use std::path::Path;

use anyhow::{Context, anyhow};
use serde::Deserialize;
use tracing::warn;

use crate::service::AttemptPolicy;

type Result<T> = anyhow::Result<T>;

#[derive(Debug, Deserialize)]
pub struct ServerConfig {
    #[serde(default = "default_bind_addr")]
    pub bind_addr: String,
    /// Overridden by the `DATABASE_URL` environment variable.
    #[serde(default)]
    pub database_url: Option<String>,
    #[serde(default = "default_event_buffer_size")]
    pub event_buffer_size: usize,
    /// Rows returned by `/api/scoreboard` when no `limit` is given.
    #[serde(default)]
    pub scoreboard_limit: Option<usize>,
    #[serde(default)]
    pub attempt_policy: Option<AttemptPolicyConfig>,
    #[serde(default)]
    pub admins: Vec<AdminSeed>,
}

#[derive(Debug, Deserialize, Clone, Copy, PartialEq, Eq)]
pub struct AttemptPolicyConfig {
    pub max_attempts: u32,
    pub window_secs: u64,
}

#[derive(Debug, Deserialize, Clone)]
pub struct AdminSeed {
    pub email: String,
    #[serde(default)]
    pub display_name: Option<String>,
}

impl ServerConfig {
    pub fn from_file(path: impl AsRef<Path>) -> Result<Self> {
        let path = path.as_ref();
        let content = std::fs::read_to_string(path)
            .with_context(|| format!("failed to read config file: {}", path.display()))?;
        Self::from_str(&content)
            .with_context(|| format!("failed to parse config file: {}", path.display()))
    }

    /// Like [`Self::from_file`], but a missing file yields the defaults.
    pub fn load_or_default(path: impl AsRef<Path>) -> Result<Self> {
        let path = path.as_ref();
        if !path.exists() {
            warn!(path = %path.display(), "config file not found, using defaults");
            return Self::from_str("");
        }

        Self::from_file(path)
    }

    #[allow(clippy::should_implement_trait)]
    pub fn from_str(s: &str) -> Result<Self> {
        toml::from_str(s).context("failed to deserialize server config")
    }

    pub fn database_url(&self) -> Result<String> {
        std::env::var("DATABASE_URL")
            .ok()
            .or_else(|| self.database_url.clone())
            .ok_or_else(|| anyhow!("DATABASE_URL is not set and config has no database_url"))
    }

    pub fn attempt_policy(&self) -> AttemptPolicy {
        match self.attempt_policy {
            Some(AttemptPolicyConfig {
                max_attempts,
                window_secs,
            }) => AttemptPolicy::Limited {
                max_attempts,
                window_secs,
            },
            None => AttemptPolicy::Unlimited,
        }
    }
}

fn default_bind_addr() -> String {
    "0.0.0.0:3000".to_string()
}

fn default_event_buffer_size() -> usize {
    1_000
}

[What this task involves]:
Look above for the line with "pub fn from_file(path: impl" and the line with "pub fn load_or_default(path: impl", and reproduce exactly those two lines plus every line between, nothing more.

[Response area]:
    pub fn from_file(path: impl AsRef<Path>) -> Result<Self> {
        let path = path.as_ref();
        let content = std::fs::read_to_string(path)
            .with_context(|| format!("failed to read config file: {}", path.display()))?;
        Self::from_str(&content)
            .with_context(|| format!("failed to parse config file: {}", path.display()))
    }

    /// Like [`Self::from_file`], but a missing file yields the defaults.
    pub fn load_or_default(path: impl AsRef<Path>) -> Result<Self> {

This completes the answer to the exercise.